What is clear, however, is that Europe and the whole of NATO must immediately start moving towards a much higher level of preparedness, without entertaining the usual concerns about provoking Russia. Whether NATO intervenes militarily, ramps up its compellence actions, or simply bolsters its own deterrence posture, it would be highly irresponsible to act without the necessary plans, capabilities and readiness to back up these measures. NATO must also associate any actions with a credible and well-communicated ‘escalation dominance’ posture.

If, for example, NATO agrees to enforce a no-fly zone, it must have forces and resources mobilised from north to south and from west to east to deal with any and all repercussions of this decision.
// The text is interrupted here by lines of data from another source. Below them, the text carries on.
use crate::adapters::outbound::filesystem::write_atomically;
use crate::lock_merge::domain::DependencySpec;
use crate::shared::error::LockError;
use crate::shared::security::{validate_lockfile_path, MAX_LOCKFILE_SIZE};
use crate::shared::Result;
use serde::Deserialize;
use serde_yaml_ng::{Mapping, Value};
use std::fs;
use std::path::Path;

/// File name of glide's project manifest
pub const MANIFEST_FILE: &str = "glide.yaml";

/// One `import:` entry of glide.yaml
#[derive(Debug, Clone, Default, Deserialize, PartialEq)]
#[serde(default)]
pub struct ManifestDependency {
    pub package: String,
    pub version: Option<String>,
    pub repo: Option<String>,
    pub vcs: Option<String>,
    pub subpackages: Vec<String>,
    pub os: Vec<String>,
    pub arch: Vec<String>,
}

impl ManifestDependency {
    /// Where glide clones the dependency from
    pub fn remote(&self) -> String {
        match self.repo.as_deref().filter(|r| !r.is_empty()) {
            Some(repo) => repo.to_string(),
            None => format!("https://{}", self.package),
        }
    }
}

/// The subset of glide.yaml needed to locate a fetched dependency
#[derive(Debug, Clone, Default, Deserialize)]
#[serde(default)]
pub struct GlideManifest {
    pub package: Option<String>,
    pub import: Vec<ManifestDependency>,
    #[serde(rename = "testImport")]
    pub test_import: Vec<ManifestDependency>,
}

impl GlideManifest {
    pub fn read(project_path: &Path) -> Result<Self> {
        let path = project_path.join(MANIFEST_FILE);
        let content = read_manifest(&path)?;

        serde_yaml_ng::from_str(&content).map_err(|e| {
            LockError::LockfileParseError {
                path,
                details: e.to_string(),
            }
            .into()
        })
    }

    pub fn find_import(&self, package: &str) -> Option<&ManifestDependency> {
        self.import.iter().find(|dep| dep.package == package)
    }
}

/// What [`ensure_import`] did to glide.yaml
#[derive(Debug, Clone, Copy, PartialEq, Eq)]
pub enum EnsureOutcome {
    /// The root package is not an import yet; `glide get` adds it
    NotDeclared,
    /// The import already has the requested version and subpackage
    Unchanged,
    /// The import was rewritten with the requested version or subpackage
    Updated,
}

/// Brings an existing `import:` entry in line with `spec`
///
/// A requested subpackage is appended if missing and a requested version
/// replaces the declared one. The document is edited as a YAML value so
/// that keys this crate does not model survive the rewrite.
pub fn ensure_import(project_path: &Path, spec: &DependencySpec) -> Result<EnsureOutcome> {
    let path = project_path.join(MANIFEST_FILE);
    if !path.exists() {
        return Ok(EnsureOutcome::NotDeclared);
    }

    let content = read_manifest(&path)?;
    let mut document: Value =
        serde_yaml_ng::from_str(&content).map_err(|e| LockError::LockfileParseError {
            path: path.clone(),
            details: e.to_string(),
        })?;

    let Some(entry) = find_import_entry(&mut document, spec.root().as_str()) else {
        return Ok(EnsureOutcome::NotDeclared);
    };

    let mut changed = false;
    if let Some(subpackage) = spec.subpackage() {
        changed |= add_subpackage(entry, subpackage);
    }
    if let Some(version) = spec.version() {
        changed |= set_version(entry, version);
    }
    if !changed {
        return Ok(EnsureOutcome::Unchanged);
    }

    let rendered = serde_yaml_ng::to_string(&document).map_err(|e| LockError::FileWriteError {
        path: path.clone(),
        details: e.to_string(),
    })?;
    write_atomically(&path, &rendered)?;
    Ok(EnsureOutcome::Updated)
}

fn read_manifest(path: &Path) -> Result<String> {
    validate_lockfile_path(path, MAX_LOCKFILE_SIZE).map_err(|e| LockError::FileReadError {
        path: path.to_path_buf(),
        details: e.to_string(),
    })?;

    fs::read_to_string(path).map_err(|e| {
        LockError::FileReadError {
            path: path.to_path_buf(),
            details: e.to_string(),
        }
        .into()
    })
}

fn find_import_entry<'a>(document: &'a mut Value, package: &str) -> Option<&'a mut Mapping> {
    document
        .get_mut("import")?
        .as_sequence_mut()?
        .iter_mut()
        .filter_map(Value::as_mapping_mut)
        .find(|entry| entry.get("package").and_then(Value::as_str) == Some(package))
}

fn add_subpackage(entry: &mut Mapping, subpackage: &str) -> bool {
    let key = Value::from("subpackages");
    let mut subpackages = entry
        .get(&key)
        .and_then(Value::as_sequence)
        .cloned()
        .unwrap_or_default();
    if subpackages.iter().any(|s| s.as_str() == Some(subpackage)) {
        return false;
    }

    subpackages.push(Value::from(subpackage));
    entry.insert(key, Value::Sequence(subpackages));
    true
}

fn set_version(entry: &mut Mapping, version: &str) -> bool {
    let key = Value::from("version");
    if entry.get(&key).and_then(Value::as_str) == Some(version) {
        return false;
    }

    entry.insert(key, Value::from(version));
    true
}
Even if Russia does not retaliate (which is unlikely), ‘mission creep’ is a real thing, and a no-fly zone will eventually – perhaps quite quickly – become a broader mission sustaining which will require high readiness assets that are not instantly available, large stocks of munitions and supplies that are currently not in place, and deployment of ground units such as ground-based air defence systems (GBAD) and many other capabilities. This means committing to a military campaign that requires thorough preparation and robust planning, or else it becomes a folly akin to what produced Russia’s disastrous performance during the first days of its invasion into Ukraine.
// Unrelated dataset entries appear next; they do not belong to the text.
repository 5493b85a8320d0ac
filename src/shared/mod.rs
/// Shared kernel - error types, result alias and file-safety helpers
pub mod error;
pub mod result;
pub mod security;

pub use result::Result;
use super::PackageName;
use crate::shared::error::LockError;

/// Hosts whose repository root is the first three path segments
const KNOWN_HOSTS: &[&str] = &[
    "github.com",
    "bitbucket.org",
    "gitlab.com",
    "launchpad.net",
    "git.apache.org",
    "hub.jazz.net",
];

/// Maximum length of a requested package path
const MAX_PACKAGE_PATH_LENGTH: usize = 255;

/// A dependency requested on the command line, e.g.
/// `github.com/tendermint/go-wire/data@v0.6.2`
///
/// The version may follow `@` or `#`. The root package is the repository
/// import path; anything below it is a subpackage.
#[derive(Debug, Clone, PartialEq, Eq)]
pub struct DependencySpec {
    raw: String,
    root: PackageName,
    subpackage: Option<String>,
    version: Option<String>,
}

impl DependencySpec {
    pub fn parse(input: &str) -> Result<Self, LockError> {
        let input = input.trim();
        validate_input(input)?;

        let (path, version) = match input.split_once(['@', '#']) {
            Some((path, version)) => (path, Some(version.to_string())),
            None => (input, None),
        };
        let version = version.filter(|v| !v.is_empty());

        let (root, subpackage) = normalize_name(path);
        if root.is_empty() {
            return Err(LockError::Validation {
                message: format!("Package name is required for {:?}", input),
            });
        }

        Ok(Self {
            raw: input.to_string(),
            root: PackageName::new(root)?,
            subpackage,
            version,
        })
    }

    /// The argument as the user typed it, passed through to the fetcher
    pub fn raw(&self) -> &str {
        &self.raw
    }

    pub fn root(&self) -> &PackageName {
        &self.root
    }

    pub fn subpackage(&self) -> Option<&str> {
        self.subpackage.as_deref()
    }

    pub fn version(&self) -> Option<&str> {
        self.version.as_deref()
    }
}

fn validate_input(input: &str) -> Result<(), LockError> {
    if input.len() > MAX_PACKAGE_PATH_LENGTH {
        return Err(LockError::Validation {
            message: format!(
                "Dependency is too long ({} bytes). Maximum allowed: {} bytes",
                input.len(),
                MAX_PACKAGE_PATH_LENGTH
            ),
        });
    }

    if input.chars().any(|c| c.is_whitespace() || c.is_control()) {
        return Err(LockError::Validation {
            message: format!("Dependency {:?} contains whitespace or control characters", input),
        });
    }

    Ok(())
}

/// Splits an import path into repository root and subpackage
fn normalize_name(path: &str) -> (String, Option<String>) {
    let path = strip_vendor(path.trim_matches('/'));
    let segments: Vec<&str> = path.split('/').filter(|s| !s.is_empty()).collect();

    let root_len = match segments.first() {
        Some(host) if KNOWN_HOSTS.contains(host) => 3,
        Some(&"golang.org") if segments.get(1) == Some(&"x") => 3,
        Some(&"gopkg.in") => gopkg_root_len(&segments),
        _ => segments.len(),
    }
    .min(segments.len());

    let root = segments[..root_len].join("/");
    let rest = segments[root_len..].join("/");
    let subpackage = if rest.is_empty() { None } else { Some(rest) };
    (root, subpackage)
}

/// gopkg.in/yaml.v2 has a two-segment root, gopkg.in/user/pkg.v1 three
fn gopkg_root_len(segments: &[&str]) -> usize {
    match segments.get(1) {
        Some(second) if second.contains(".v") => 2,
        _ => 3,
    }
}

fn strip_vendor(path: &str) -> &str {
    match path.rfind("vendor/") {
        Some(idx) if idx == 0 || path[..idx].ends_with('/') => &path[idx + "vendor/".len()..],
        _ => path,
    }
}
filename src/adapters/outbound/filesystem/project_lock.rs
use crate::ports::outbound::{LockGuard, ProjectLock};
use crate::shared::error::LockError;
use crate::shared::Result;
use std::fs::{self, OpenOptions};
use std::io::{ErrorKind, Write};
use std::path::{Path, PathBuf};

/// Name of the marker file created in the project directory while locked
pub const PROJECT_LOCK_FILE: &str = ".lock-transitive.lock";

/// FileProjectLock adapter using an exclusively created marker file
///
/// The marker holds the owning process id. It is removed when the guard is
/// dropped, so a crashed run leaves it behind and the next run reports the
/// project as locked until the file is deleted by hand.
pub struct FileProjectLock;

impl FileProjectLock {
    pub fn new() -> Self {
        Self
    }

    pub fn lock_path(project_path: &Path) -> PathBuf {
        project_path.join(PROJECT_LOCK_FILE)
    }
}

impl Default for FileProjectLock {
    fn default() -> Self {
        Self::new()
    }
}

impl ProjectLock for FileProjectLock {
    fn acquire(&self, project_path: &Path) -> Result<LockGuard> {
        let lock_path = Self::lock_path(project_path);

        let mut file = match OpenOptions::new()
            .write(true)
            .create_new(true)
            .open(&lock_path)
        {
            Ok(file) => file,
            Err(e) if e.kind() == ErrorKind::AlreadyExists => {
                return Err(LockError::ProjectLocked { path: lock_path }.into());
            }
            Err(e) => {
                return Err(LockError::FileWriteError {
                    path: lock_path,
                    details: e.to_string(),
                }
                .into());
            }
        };

        // Best effort; the file's existence is what holds the lock
        let _ = writeln!(file, "{}", std::process::id());

        Ok(LockGuard::new(move || {
            let _ = fs::remove_file(&lock_path);
        }))
    }
}
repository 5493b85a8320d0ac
use crate::lock_merge::domain::Lockfile;

/// MergeResponse - the merged lock file, ready for formatting
#[derive(Debug, Clone)]
pub struct MergeResponse {
    pub lockfile: Lockfile,
}

impl MergeResponse {
    pub fn new(lockfile: Lockfile) -> Self {
        Self { lockfile }
    }
}
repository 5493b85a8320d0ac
use lock_transitive::prelude::*;
use std::path::{Path, PathBuf};
use std::sync::{Arc, Mutex};

/// Mock LockfileWriter capturing what was written
#[derive(Default, Clone)]
pub struct MockLockfileWriter {
    pub written: Arc<Mutex<Vec<(PathBuf, Lockfile)>>>,
    pub should_fail: bool,
}

impl MockLockfileWriter {
    pub fn new() -> Self {
        Self::default()
    }

    pub fn with_failure() -> Self {
        Self {
            should_fail: true,
            ..Self::default()
        }
    }

    pub fn written(&self) -> Vec<(PathBuf, Lockfile)> {
        self.written.lock().unwrap().clone()
    }
}

impl LockfileWriter for MockLockfileWriter {
    fn write_lockfile(&self, path: &Path, lockfile: &Lockfile) -> Result<()> {
        if self.should_fail {
            anyhow::bail!("Mock lockfile write failure");
        }
        self.written
            .lock()
            .unwrap()
            .push((path.to_path_buf(), lockfile.clone()));
        Ok(())
    }
}
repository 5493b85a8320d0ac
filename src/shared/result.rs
/// Type alias for Result with anyhow::Error as the error type.
/// Typed errors from `error::LockError` convert into it and can be downcast back.
pub type Result<T> = std::result::Result<T, anyhow::Error>;
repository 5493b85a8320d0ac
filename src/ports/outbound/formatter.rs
use crate::lock_merge::domain::Lockfile;
use crate::shared::Result;

/// LockfileFormatter port for rendering a lock file as text
pub trait LockfileFormatter {
    /// Renders `lockfile`
    ///
    /// # Errors
    /// Returns an error if serialization fails
    fn format(&self, lockfile: &Lockfile) -> Result<String>;
}
/// Application layer - Use cases and DTOs
///
/// This layer contains the application logic that orchestrates
/// domain services and coordinates with infrastructure through ports.
pub mod dto;
pub mod factories;
pub mod use_cases;
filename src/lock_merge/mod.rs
/// Lock merge domain - pure lock file model and merge logic
///
/// Nothing in this module performs I/O; adapters parse and persist the
/// values it works on.
pub mod domain;
pub mod policies;
pub mod services;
But even if the West continues its present course of all support short of direct military engagements, it must seriously prepare for the possibility that Russia might initiate military hostilities against NATO members or other states, as a second act in a longer run or the desperate spasm of a defeated regime. Allies will need to urgently strengthen their forces and common command structures, but also build resilience in their societies and economies. The measures taken by the Alliance and its members – including the activation of the NATO Response Force, the reinforcement of the Enhanced Forward Presence, and massive increases in defence spending – should be just the start, not the end. Much more will have to be done in the coming weeks, months and even years. If we think that we have already done enough today, we will again be one or two steps behind Russia tomorrow, and will have fewer available options to confront the Kremlin.
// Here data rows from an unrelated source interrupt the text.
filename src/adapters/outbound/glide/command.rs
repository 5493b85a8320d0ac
use crate::shared::error::LockError;
use crate::shared::Result;
use std::io;
use std::path::Path;
use std::process::{Command, Output, Stdio};

fn display_command(program: &str, args: &[&str]) -> String {
    std::iter::once(program)
        .chain(args.iter().copied())
        .collect::<Vec<_>>()
        .join(" ")
}

fn command_error(program: &str, args: &[&str], details: impl Into<String>) -> anyhow::Error {
    LockError::ExternalCommand {
        command: display_command(program, args),
        details: details.into(),
    }
    .into()
}

fn check_output(program: &str, args: &[&str], output: io::Result<Output>) -> Result<Output> {
    let output = output.map_err(|e| command_error(program, args, e.to_string()))?;
    if !output.status.success() {
        let stderr = String::from_utf8_lossy(&output.stderr);
        let details = match stderr.trim() {
            "" => output.status.to_string(),
            stderr => format!("{}: {}", output.status, stderr),
        };
        return Err(command_error(program, args, details));
    }
    Ok(output)
}

/// Runs `program` in `dir` and returns its stdout
pub fn capture(program: &str, args: &[&str], dir: &Path) -> Result<String> {
    let output = check_output(
        program,
        args,
        Command::new(program)
            .args(args)
            .current_dir(dir)
            .stdin(Stdio::null())
            .output(),
    )?;
    Ok(String::from_utf8_lossy(&output.stdout).into_owned())
}

/// Runs `program` in `dir`, showing its output on stderr
///
/// stdin is inherited when `interactive`, so the program can prompt.
pub fn run_visible(program: &str, args: &[&str], dir: &Path, interactive: bool) -> Result<()> {
    let stdin = if interactive {
        Stdio::inherit()
    } else {
        Stdio::null()
    };

    let status = Command::new(program)
        .args(args)
        .current_dir(dir)
        .stdin(stdin)
        .stdout(Stdio::from(io::stderr()))
        .stderr(Stdio::inherit())
        .status()
        .map_err(|e| command_error(program, args, e.to_string()))?;

    if !status.success() {
        return Err(command_error(program, args, status.to_string()));
    }
    Ok(())
}
/// Ports module defining interfaces for hexagonal architecture
///
/// Outbound (driven) ports are the interfaces the application core uses to
/// reach the file system, the dependency manager and the console.
pub mod outbound;
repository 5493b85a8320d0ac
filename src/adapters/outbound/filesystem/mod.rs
/// Filesystem adapters for lock file I/O and the project lock
mod file_reader;
mod file_writer;
mod project_lock;

pub use file_reader::FileSystemReader;
pub(crate) use file_writer::write_atomically;
pub use file_writer::{FilePresenter, FileSystemWriter, StdoutPresenter};
pub use project_lock::FileProjectLock;
use crate::lock_merge::domain::Lockfile;
use crate::shared::Result;
use std::path::Path;

/// LockfileReader port for loading lock files
///
/// This port abstracts the storage and the persisted syntax of lock files;
/// the application layer only ever sees parsed `Lockfile` values.
pub trait LockfileReader {
    /// Reads and parses the lock file at `path`
    ///
    /// # Errors
    /// Returns an error if:
    /// - The file does not exist (`LockError::LockfileNotFound`)
    /// - The file cannot be read
    /// - The content is not a valid lock file (`LockError::LockfileParseError`)
    fn read_lockfile(&self, path: &Path) -> Result<Lockfile>;

    /// Whether a lock file exists at `path`
    fn lockfile_exists(&self, path: &Path) -> bool;
}
/// Outbound adapters - Infrastructure implementations of outbound ports
pub mod console;
pub mod filesystem;
pub mod formatters;
pub mod glide;
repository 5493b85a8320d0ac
/// Adapters driving the glide dependency manager
mod cache;
mod command;
mod glide_cli;
mod manifest;
mod vcs;

pub use cache::{cache_key, default_cache_root};
pub use glide_cli::{GlideCli, DEFAULT_GLIDE_COMMAND};
pub use manifest::{ensure_import, EnsureOutcome, GlideManifest, ManifestDependency, MANIFEST_FILE};
pub use vcs::Vcs;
For NATO and Europe, this will be a marathon, not a sprint. We cannot afford to be cavalier about our short-term responses, but must do everything in a strategic, methodical, conscious, and prepared manner. This should not be mistaken for the lack of resolve and determination to act, but it takes time (Russia spent months building up its forces on the borders of Ukraine). The brave Ukrainian men and women ferociously fighting battles in Ukraine have bought us some extra time. We are now just reacting and racing to supply them with more weapons and to stem the unfolding humanitarian disaster, which is partly the consequence of our own failure to deter Putin. In the longer-term, we must become pro-active and ensure that in attacking Ukraine, the Kremlin will have made its most self-defeating move ever.

We should also recognise that the well-calibrated direct and indirect use of the Alliance’s military power – not just its political, economic, diplomatic, legal or informational instruments – will play a significant role in bringing this war to its termination and securing Europe. The risks will be very high, but so are the stakes.

Views expressed in ICDS publications are those of the author(s).